- _RECORDS FOR THE TASK_:

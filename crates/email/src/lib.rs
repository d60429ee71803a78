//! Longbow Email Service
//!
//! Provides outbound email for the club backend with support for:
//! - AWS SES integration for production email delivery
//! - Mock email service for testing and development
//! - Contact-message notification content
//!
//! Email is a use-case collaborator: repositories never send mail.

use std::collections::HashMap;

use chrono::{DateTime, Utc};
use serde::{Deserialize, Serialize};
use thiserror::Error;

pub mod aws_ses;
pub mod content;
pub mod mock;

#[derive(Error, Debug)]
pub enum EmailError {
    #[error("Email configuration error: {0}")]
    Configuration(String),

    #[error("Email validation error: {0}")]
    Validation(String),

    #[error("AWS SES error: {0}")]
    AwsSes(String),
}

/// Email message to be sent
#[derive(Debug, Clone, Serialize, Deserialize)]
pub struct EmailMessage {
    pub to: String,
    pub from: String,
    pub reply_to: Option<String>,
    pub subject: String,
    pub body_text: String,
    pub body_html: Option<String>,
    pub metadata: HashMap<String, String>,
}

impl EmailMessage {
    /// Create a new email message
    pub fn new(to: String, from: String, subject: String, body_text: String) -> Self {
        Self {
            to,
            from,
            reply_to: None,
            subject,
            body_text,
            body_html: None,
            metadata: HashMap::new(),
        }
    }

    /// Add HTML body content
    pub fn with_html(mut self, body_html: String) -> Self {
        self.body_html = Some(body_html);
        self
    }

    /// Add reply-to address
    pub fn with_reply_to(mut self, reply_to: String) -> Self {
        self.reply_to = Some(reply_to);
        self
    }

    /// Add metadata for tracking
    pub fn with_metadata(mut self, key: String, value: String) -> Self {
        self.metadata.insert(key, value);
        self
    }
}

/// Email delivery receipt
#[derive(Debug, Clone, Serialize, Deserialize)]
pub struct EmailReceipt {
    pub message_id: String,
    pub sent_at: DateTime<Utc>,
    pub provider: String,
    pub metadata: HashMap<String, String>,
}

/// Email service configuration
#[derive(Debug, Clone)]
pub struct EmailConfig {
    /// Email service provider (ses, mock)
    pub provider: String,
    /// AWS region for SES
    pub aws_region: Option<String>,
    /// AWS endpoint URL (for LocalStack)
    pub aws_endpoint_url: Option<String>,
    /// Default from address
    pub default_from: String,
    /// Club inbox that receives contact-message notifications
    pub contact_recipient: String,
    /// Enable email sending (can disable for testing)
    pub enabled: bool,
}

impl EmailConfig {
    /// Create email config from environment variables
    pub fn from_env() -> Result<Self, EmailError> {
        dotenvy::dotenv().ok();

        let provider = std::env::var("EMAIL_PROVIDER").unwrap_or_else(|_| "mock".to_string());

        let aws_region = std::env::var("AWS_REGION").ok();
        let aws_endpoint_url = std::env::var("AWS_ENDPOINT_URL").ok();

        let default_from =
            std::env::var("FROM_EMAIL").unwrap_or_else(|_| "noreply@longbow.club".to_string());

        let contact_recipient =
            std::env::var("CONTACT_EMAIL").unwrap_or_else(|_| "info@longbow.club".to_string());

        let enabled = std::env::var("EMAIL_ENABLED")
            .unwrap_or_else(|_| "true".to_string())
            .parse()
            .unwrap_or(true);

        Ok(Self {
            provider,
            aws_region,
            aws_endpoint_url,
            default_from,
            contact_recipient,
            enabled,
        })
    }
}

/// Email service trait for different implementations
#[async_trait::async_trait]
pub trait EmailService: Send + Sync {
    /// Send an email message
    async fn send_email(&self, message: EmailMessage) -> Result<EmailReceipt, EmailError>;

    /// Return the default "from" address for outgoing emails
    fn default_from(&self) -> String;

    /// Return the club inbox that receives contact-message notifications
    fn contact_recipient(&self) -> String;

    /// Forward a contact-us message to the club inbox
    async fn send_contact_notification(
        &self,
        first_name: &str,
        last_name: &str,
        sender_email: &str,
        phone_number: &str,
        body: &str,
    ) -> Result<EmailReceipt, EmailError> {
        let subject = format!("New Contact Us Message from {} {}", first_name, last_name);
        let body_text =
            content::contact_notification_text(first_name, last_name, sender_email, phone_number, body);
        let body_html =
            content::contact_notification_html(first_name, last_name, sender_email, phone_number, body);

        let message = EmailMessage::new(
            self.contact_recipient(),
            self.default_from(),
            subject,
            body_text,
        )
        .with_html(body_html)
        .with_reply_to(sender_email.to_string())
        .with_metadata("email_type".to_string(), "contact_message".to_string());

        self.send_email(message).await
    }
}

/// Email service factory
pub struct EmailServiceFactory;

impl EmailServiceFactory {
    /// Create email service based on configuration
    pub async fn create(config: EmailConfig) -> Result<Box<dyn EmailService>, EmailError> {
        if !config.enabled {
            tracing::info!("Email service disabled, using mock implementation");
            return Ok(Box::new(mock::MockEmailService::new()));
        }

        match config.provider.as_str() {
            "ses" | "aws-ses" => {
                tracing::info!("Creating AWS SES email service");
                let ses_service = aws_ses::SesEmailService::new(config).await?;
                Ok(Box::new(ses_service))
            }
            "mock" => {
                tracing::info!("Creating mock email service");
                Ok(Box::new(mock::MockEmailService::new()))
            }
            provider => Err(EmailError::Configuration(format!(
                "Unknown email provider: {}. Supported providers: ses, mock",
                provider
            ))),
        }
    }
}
* * *
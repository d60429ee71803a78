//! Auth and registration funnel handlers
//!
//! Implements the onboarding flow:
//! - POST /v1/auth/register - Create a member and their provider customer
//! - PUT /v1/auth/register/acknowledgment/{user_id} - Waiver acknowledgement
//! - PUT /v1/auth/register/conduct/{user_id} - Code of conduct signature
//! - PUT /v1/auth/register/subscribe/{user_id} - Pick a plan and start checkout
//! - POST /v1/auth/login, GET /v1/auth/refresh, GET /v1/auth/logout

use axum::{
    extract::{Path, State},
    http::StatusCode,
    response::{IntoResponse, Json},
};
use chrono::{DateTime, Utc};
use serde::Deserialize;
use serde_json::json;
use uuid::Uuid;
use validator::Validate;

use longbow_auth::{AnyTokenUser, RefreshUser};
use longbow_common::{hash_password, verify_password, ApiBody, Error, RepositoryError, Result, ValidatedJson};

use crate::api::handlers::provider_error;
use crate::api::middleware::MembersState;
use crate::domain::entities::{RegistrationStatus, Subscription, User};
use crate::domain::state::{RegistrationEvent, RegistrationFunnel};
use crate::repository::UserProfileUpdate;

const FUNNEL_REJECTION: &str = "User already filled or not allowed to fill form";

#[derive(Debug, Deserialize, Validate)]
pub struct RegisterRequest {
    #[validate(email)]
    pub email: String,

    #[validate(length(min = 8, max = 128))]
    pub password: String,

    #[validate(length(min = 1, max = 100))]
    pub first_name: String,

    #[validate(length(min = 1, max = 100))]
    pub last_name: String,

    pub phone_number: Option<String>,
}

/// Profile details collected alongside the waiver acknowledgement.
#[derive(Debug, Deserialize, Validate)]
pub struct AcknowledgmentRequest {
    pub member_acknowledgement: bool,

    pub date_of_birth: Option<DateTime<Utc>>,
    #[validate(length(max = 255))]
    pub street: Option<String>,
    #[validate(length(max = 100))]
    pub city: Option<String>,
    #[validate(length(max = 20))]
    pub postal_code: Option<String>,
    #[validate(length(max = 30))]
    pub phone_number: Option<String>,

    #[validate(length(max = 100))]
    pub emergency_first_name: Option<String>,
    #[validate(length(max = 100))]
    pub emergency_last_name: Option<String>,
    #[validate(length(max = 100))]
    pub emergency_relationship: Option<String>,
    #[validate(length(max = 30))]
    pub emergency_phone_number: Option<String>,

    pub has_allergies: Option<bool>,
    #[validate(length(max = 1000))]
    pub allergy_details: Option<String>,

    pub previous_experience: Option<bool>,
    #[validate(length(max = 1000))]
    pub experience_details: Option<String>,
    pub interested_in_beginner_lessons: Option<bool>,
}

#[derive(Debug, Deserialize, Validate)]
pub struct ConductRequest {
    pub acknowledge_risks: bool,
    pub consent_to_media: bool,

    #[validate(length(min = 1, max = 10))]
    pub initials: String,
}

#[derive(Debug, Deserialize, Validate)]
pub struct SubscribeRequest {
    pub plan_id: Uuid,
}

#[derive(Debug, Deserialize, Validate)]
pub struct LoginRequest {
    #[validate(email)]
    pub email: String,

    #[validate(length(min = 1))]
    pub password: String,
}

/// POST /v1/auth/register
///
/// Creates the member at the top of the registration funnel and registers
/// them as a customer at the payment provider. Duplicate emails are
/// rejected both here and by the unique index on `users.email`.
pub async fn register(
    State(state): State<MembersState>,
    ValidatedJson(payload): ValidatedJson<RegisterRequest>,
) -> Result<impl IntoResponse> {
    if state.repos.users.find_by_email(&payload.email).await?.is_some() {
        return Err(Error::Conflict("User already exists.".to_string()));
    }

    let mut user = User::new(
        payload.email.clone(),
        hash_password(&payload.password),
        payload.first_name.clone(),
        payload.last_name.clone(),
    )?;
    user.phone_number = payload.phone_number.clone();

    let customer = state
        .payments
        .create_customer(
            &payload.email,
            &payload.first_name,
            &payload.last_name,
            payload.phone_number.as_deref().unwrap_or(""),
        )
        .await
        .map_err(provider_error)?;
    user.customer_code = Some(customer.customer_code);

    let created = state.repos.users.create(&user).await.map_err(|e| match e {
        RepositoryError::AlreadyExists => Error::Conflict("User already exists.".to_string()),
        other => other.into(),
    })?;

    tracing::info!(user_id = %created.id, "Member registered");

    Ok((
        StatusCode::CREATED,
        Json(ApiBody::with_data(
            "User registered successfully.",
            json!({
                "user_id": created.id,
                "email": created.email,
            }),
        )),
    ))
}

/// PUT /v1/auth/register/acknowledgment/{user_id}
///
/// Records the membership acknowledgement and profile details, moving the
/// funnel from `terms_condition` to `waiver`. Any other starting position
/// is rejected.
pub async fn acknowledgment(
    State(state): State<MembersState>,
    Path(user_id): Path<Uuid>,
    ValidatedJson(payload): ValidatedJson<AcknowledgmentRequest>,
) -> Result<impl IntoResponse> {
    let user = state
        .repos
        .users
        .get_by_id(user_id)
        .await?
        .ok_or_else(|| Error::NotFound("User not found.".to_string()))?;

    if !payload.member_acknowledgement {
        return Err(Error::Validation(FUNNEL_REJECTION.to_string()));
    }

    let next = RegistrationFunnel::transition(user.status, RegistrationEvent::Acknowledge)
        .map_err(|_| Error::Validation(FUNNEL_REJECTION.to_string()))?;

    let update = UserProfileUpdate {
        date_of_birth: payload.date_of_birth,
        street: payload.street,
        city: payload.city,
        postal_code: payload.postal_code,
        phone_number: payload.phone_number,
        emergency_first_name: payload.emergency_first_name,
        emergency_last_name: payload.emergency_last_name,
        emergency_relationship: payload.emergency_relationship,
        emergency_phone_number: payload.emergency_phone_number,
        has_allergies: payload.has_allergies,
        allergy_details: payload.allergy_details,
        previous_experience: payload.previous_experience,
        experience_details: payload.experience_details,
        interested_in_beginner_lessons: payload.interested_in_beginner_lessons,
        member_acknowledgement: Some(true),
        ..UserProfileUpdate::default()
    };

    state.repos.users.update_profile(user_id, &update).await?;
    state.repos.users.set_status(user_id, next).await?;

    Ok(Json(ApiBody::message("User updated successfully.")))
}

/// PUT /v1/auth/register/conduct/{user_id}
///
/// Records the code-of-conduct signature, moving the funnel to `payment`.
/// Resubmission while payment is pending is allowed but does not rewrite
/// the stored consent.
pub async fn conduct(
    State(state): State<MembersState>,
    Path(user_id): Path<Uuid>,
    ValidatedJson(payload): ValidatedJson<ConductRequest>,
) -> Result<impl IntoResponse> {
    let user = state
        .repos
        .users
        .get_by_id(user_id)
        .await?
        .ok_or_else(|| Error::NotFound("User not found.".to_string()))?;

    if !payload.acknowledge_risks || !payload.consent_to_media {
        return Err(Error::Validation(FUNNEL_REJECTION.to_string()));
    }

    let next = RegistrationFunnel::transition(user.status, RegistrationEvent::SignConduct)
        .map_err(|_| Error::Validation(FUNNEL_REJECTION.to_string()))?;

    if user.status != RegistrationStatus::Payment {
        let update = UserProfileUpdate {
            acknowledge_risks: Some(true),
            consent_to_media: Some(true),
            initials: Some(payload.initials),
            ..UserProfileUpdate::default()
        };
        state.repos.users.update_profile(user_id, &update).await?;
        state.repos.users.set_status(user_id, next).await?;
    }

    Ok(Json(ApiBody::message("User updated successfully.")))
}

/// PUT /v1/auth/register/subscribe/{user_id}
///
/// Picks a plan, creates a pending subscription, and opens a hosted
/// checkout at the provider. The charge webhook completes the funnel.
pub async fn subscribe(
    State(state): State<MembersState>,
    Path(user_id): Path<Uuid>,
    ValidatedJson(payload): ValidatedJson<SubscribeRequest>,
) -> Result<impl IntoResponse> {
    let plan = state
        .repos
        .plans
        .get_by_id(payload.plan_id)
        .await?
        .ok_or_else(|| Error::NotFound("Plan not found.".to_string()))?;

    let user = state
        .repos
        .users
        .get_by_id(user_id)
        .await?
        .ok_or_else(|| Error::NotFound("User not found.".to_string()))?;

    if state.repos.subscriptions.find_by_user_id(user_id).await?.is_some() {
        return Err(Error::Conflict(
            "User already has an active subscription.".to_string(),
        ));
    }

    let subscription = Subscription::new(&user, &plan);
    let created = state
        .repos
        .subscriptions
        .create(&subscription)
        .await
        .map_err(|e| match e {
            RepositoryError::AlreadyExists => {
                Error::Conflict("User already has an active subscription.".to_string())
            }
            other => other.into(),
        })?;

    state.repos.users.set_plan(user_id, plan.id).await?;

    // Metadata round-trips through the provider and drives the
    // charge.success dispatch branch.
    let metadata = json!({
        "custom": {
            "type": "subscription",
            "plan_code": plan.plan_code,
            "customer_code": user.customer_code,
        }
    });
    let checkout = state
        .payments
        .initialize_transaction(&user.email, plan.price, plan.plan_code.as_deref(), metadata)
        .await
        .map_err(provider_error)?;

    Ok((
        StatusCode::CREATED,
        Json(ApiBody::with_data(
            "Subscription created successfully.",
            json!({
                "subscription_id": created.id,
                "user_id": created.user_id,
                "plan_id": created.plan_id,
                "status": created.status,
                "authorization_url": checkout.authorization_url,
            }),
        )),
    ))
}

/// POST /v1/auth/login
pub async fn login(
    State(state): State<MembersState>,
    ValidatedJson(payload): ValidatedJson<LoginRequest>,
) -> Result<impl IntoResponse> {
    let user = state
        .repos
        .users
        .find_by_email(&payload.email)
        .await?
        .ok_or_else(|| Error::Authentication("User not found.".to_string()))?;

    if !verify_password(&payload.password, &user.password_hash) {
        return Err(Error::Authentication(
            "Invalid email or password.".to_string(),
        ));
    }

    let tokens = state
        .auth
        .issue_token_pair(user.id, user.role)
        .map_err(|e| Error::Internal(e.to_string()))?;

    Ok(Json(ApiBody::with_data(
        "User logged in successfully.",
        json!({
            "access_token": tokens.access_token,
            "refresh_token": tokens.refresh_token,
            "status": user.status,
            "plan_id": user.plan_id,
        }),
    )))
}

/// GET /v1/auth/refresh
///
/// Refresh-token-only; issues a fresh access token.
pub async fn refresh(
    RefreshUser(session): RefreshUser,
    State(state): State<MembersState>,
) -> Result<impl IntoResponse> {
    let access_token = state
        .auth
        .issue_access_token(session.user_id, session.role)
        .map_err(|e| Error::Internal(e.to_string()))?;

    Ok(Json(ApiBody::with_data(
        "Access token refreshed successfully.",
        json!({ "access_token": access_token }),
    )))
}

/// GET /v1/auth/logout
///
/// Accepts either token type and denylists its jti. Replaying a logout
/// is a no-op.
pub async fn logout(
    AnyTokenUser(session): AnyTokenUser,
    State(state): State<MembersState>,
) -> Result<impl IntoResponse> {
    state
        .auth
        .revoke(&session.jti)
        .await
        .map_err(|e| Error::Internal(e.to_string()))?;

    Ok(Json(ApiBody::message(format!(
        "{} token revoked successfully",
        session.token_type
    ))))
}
==
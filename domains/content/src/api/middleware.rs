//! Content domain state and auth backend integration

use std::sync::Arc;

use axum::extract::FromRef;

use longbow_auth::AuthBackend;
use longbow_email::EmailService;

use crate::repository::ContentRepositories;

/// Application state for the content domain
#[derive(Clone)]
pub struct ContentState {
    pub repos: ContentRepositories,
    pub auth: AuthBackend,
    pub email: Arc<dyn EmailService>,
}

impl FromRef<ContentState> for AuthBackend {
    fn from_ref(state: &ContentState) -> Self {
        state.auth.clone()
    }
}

- _WHAT YOU SHOULD DO_: Select every line in the records above that contains the word "subscriptions".

- _YOUR SOLUTION_:
    if state.repos.subscriptions.find_by_user_id(user_id).await?.is_some() {
        .subscriptions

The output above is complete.